The Holsum Bakery queue during the 1948 bread shortage. PHOTO: EVENING STAR
The Holsum Bakery queue during the 1948 bread shortage. PHOTO: EVENING STAR
You hear of queues outside registry offices as couples rushed to marry at wartime but this seems to be a British practice not followed in New Zealand.

When Labour first came to power in the mid-1930s the unemployed were still plentiful and that caused a headache queue for Minister of Public Works Bob Semple, who complained that his office was being turned into a labour bureau.

Queues were forming outside this office as unemployed men sought to "ask Bob for a job". This led to him reshaping his department as a development arm of government rather that an office doling out relief work.

When we had real post offices and banks you’d queue in front of the tellers and much fun was to be had watching the smart alecs who ducked and dived from queue to queue hoping to be in the fastest-moving one, only to end up behind a customer arranging to transfer a substantial sum overseas and taking half an hour to do so.

Of course, if you spent time in the army queuing was just a way of life. You’d often have to join a queue in order to be able to join another queue.

These days probably only those who risk air travel are subjected compulsorily to waiting in line.

Queues at the carpark, the check-in counter, the coffee shop, the security machines and, finally, the departure gate. All the while, wondering if your trip is really necessary.

It seems, though, that queueing is part of the British way of life and in the UK pubs have recently put up notices asking drinkers not to queue at the bar, a habit they’ve taken to in a big way.

Queuing in pubs is an abomination. The correct method, and the one which prevailed in the good old days, was to simply breast up to the bar and plonk your cash on top.

While the barman (barmaids were illegal until 1961), with a knack of remembering the arrival time of each punter, went about his serving while you’d strike up a conversation with the blokes on either side of you. No hurry for the actual drink. When it was your turn the barman knew what you drank, poured it, scooped some cash from your pile and slapped any change down. When your pile was down to tuppence, it was time to go home.

At the Whitehouse Hotel at Lorneville in Southland the bar was so long a team of barmen was required at busy times but there was no queuing.

Some modern pubs aren’t helping by having very small bars and lots of tables. This encourages queuing and should be outlawed.

It also prevents sociability. Who actually has a yarn in a queue?

My favourite queue story concerns my father and there’s poignancy in it as it happened not too long before his death. It was 1950 and South Canterbury had won the Ranfurly Shield for the first time.

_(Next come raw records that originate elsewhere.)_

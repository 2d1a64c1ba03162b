//! Text-shaped blocks: paragraph, heading, list, timeline, table and code-block.

use crate::blocks::{figcaption, non_empty};
use crate::error::{FolioError, Result};
use crate::html::{block_classes, escape_html};
use crate::inline::{InlineOptions, format_inline};
use crate::model::{
    Block, CodeBlockData, HeadingData, ListData, ParagraphData, TableData, TimelineData, value_text,
};

pub fn render_paragraph(block: &Block, data: &ParagraphData) -> Result<String> {
    Ok(format!(
        "<p class=\"{}\">{}</p>\n",
        block_classes(&["block-paragraph"], &block.style),
        format_inline(&data.text, &InlineOptions::default())?
    ))
}

pub fn render_heading(block: &Block, data: &HeadingData) -> Result<String> {
    if !(1..=6).contains(&data.level) {
        return Err(FolioError::InvalidHeadingLevel {
            level: data.level.into(),
        });
    }
    let level = data.level;
    Ok(format!(
        "<h{level} class=\"{}\">{}</h{level}>\n",
        block_classes(&["block-heading"], &block.style),
        format_inline(&data.text, &InlineOptions::single_line())?
    ))
}

pub fn render_list(block: &Block, data: &ListData) -> Result<String> {
    let tag = if data.ordered { "ol" } else { "ul" };
    let items = data
        .items
        .iter()
        .map(|item| -> Result<String> {
            Ok(format!("<li>{}</li>", format_inline(item, &InlineOptions::default())?))
        })
        .collect::<Result<String>>()?;
    Ok(format!(
        "<{tag} class=\"{}\">{items}</{tag}>\n",
        block_classes(&["block-list"], &block.style)
    ))
}

pub fn render_timeline(block: &Block, data: &TimelineData) -> Result<String> {
    let items = data
        .items
        .iter()
        .map(|item| -> Result<String> {
            let description = non_empty(item.description.as_deref())
                .map(|d| format_inline(d, &InlineOptions::default()))
                .transpose()?
                .map(|d| format!("<p>{d}</p>"))
                .unwrap_or_default();
            Ok(format!(
                "<div class=\"timeline-item\">\
                 <div class=\"timeline-period\">{}</div>\
                 <div class=\"timeline-content\"><strong>{}</strong>{description}</div>\
                 </div>\n",
                format_inline(&item.period, &InlineOptions::label())?,
                format_inline(&item.title, &InlineOptions::single_line())?,
            ))
        })
        .collect::<Result<String>>()?;

    Ok(format!(
        "<section class=\"{}\">\n{items}</section>\n",
        block_classes(&["timeline", "block-timeline"], &block.style)
    ))
}

pub fn render_table(block: &Block, data: &TableData) -> Result<String> {
    if data.rows.is_empty() {
        return Err(FolioError::EmptyTable);
    }

    let compact = if data.compact { "is-compact" } else { "" };
    let classes = block_classes(&["table-block", "block-table", compact], &block.style);

    let head = if data.headers.is_empty() {
        String::new()
    } else {
        let cells = data
            .headers
            .iter()
            .map(|header| -> Result<String> {
                Ok(format!(
                    "<th scope=\"col\">{}</th>",
                    format_inline(&value_text(header), &InlineOptions::default())?
                ))
            })
            .collect::<Result<String>>()?;
        format!("<thead><tr>{cells}</tr></thead>")
    };

    let body = data
        .rows
        .iter()
        .map(|row| -> Result<String> {
            let cells = match row {
                serde_json::Value::Array(cells) => cells.as_slice(),
                single => std::slice::from_ref(single),
            };
            let cells = cells
                .iter()
                .map(|cell| -> Result<String> {
                    Ok(format!(
                        "<td>{}</td>",
                        format_inline(&value_text(cell), &InlineOptions::default())?
                    ))
                })
                .collect::<Result<String>>()?;
            Ok(format!("<tr>{cells}</tr>"))
        })
        .collect::<Result<String>>()?;

    Ok(format!(
        "<figure class=\"{classes}\">\n{}<div class=\"table-wrap\"><table>{head}<tbody>{body}</tbody></table></div>\n</figure>\n",
        figcaption(data.caption.as_deref())?,
    ))
}

/// Code is escaped verbatim; it is never treated as rich text.
pub fn render_code_block(block: &Block, data: &CodeBlockData) -> Result<String> {
    let language = non_empty(data.language.as_deref())
        .unwrap_or("text")
        .to_lowercase();
    let classes = block_classes(&["code-block", "block-code-block"], &block.style);
    let code = if data.line_numbers {
        numbered_lines(&data.code)
    } else {
        escape_html(&data.code)
    };
    let pre_class = if data.line_numbers {
        "code-block-pre has-line-numbers"
    } else {
        "code-block-pre"
    };

    Ok(format!(
        "<figure class=\"{classes}\">\n{}<pre class=\"{pre_class}\"><code class=\"language-{}\">{code}</code></pre>\n</figure>\n",
        figcaption(data.caption.as_deref())?,
        escape_html(&language),
    ))
}

fn numbered_lines(code: &str) -> String {
    code.replace("\r\n", "\n")
        .split('\n')
        .enumerate()
        .map(|(index, line)| {
            let line = if line.is_empty() { " " } else { line };
            format!(
                "<span class=\"code-block-line\" data-line=\"{}\">{}</span>",
                index + 1,
                escape_html(line)
            )
        })
        .collect::<Vec<_>>()
        .join("\n")
}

They were due to play their first challenger at Fraser Park and grandstand tickets could be bought at the rugby union office when it opened at 8.30 in the morning. 

A queue began to form outside the office the night before and my father sent my mother down to join the queue while he stayed at home to mind the kids and get a good night’s sleep. My mother joined the queue, about third from the front, and stayed there all through a cold June night. About 8 in the morning my father, who had arranged for a neighbour to look after the kids for half an hour, raced down to the office to take the place saved by my mother. 

She came home to warm up while my father went on to grab a couple of the best seats in the stand. The next morning the Timaru Herald ran a picture of the people at the front of the queue "who had braved a chilly overnight vigil to be sure of getting tickets" and my father was right there wearing a big smile. His "vigil" in the queue had lasted 16 minutes!

— Jim Sullivan is a Patearoa writer.